→ **Task instructions**:
In the material below, transcribe every line from the first through the line holding "let words: Vec<&str>", exactly, and stop after that line.

→ **Record excerpts**:
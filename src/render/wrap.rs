//! Word wrapping against measured pixel widths.
//!
//! Two passes per line: a character-count guess from the font's average
//! glyph width picks a candidate break, then the candidate is measured and
//! the break moved left or right until the line is the longest word prefix
//! that fits. Words wider than the whole line are hard-broken.

use super::font::Font;

const SAMPLE_TEXT: &str = "the quick brown fox jumps over a lazy dog";

/// Wrap `text` so every returned line measures at most `max_width`.
pub fn wrap_text(text: &str, font: &Font, max_width: u32) -> Vec<String> {
    let max_width = max_width.max(1);
    let words: Vec<&str> = text.split_whitespace().collect();
    let limit = chars_per_line(font, max_width);
    let fits = |from: usize, to: usize| font.measure(&words[from..to].join(" ")) <= max_width;

    let mut lines = Vec::new();
    let mut start = 0;
    while start < words.len() {
        let mut end = coarse_break(&words, start, limit);
        while end > start + 1 && !fits(start, end) {
            end -= 1;
        }
        while end < words.len() && fits(start, end + 1) {
            end += 1;
        }

        if end == start + 1 && !fits(start, end) {
            lines.extend(hard_break(words[start], font, max_width));
        } else {
            lines.push(words[start..end].join(" "));
        }
        start = end;
    }
    lines
}

fn chars_per_line(font: &Font, max_width: u32) -> usize {
    let sample_chars = SAMPLE_TEXT.chars().count() as u32;
    let average = font.measure(SAMPLE_TEXT).div_ceil(sample_chars).max(1);
    (max_width / average).max(1) as usize
}

/// End (exclusive) of the line starting at `start` by character count alone.
fn coarse_break(words: &[&str], start: usize, limit: usize) -> usize {
    let mut end = start + 1;
    let mut len = words[start].chars().count();
    while end < words.len() {
        let next = len + 1 + words[end].chars().count();
        if next > limit {
            break;
        }
        len = next;
        end += 1;
    }
    end
}

/// Split a single word into chunks that each fit; one char minimum per chunk.
fn hard_break(word: &str, font: &Font, max_width: u32) -> Vec<String> {
    let mut pieces = Vec::new();
    let mut current = String::new();
    for c in word.chars() {
        current.push(c);
        if font.measure(&current) > max_width && current.chars().count() > 1 {
            current.pop();
            pieces.push(std::mem::take(&mut current));
            current.push(c);
        }
    }
    if !current.is_empty() {
        pieces.push(current);
    }
    pieces
}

→ **Problem solution**:
filename src/render/wrap.rs
//! Word wrapping against measured pixel widths.
//!
//! Two passes per line: a character-count guess from the font's average
//! glyph width picks a candidate break, then the candidate is measured and
//! the break moved left or right until the line is the longest word prefix
//! that fits. Words wider than the whole line are hard-broken.

use super::font::Font;

const SAMPLE_TEXT: &str = "the quick brown fox jumps over a lazy dog";

/// Wrap `text` so every returned line measures at most `max_width`.
pub fn wrap_text(text: &str, font: &Font, max_width: u32) -> Vec<String> {
    let max_width = max_width.max(1);
    let words: Vec<&str> = text.split_whitespace().collect();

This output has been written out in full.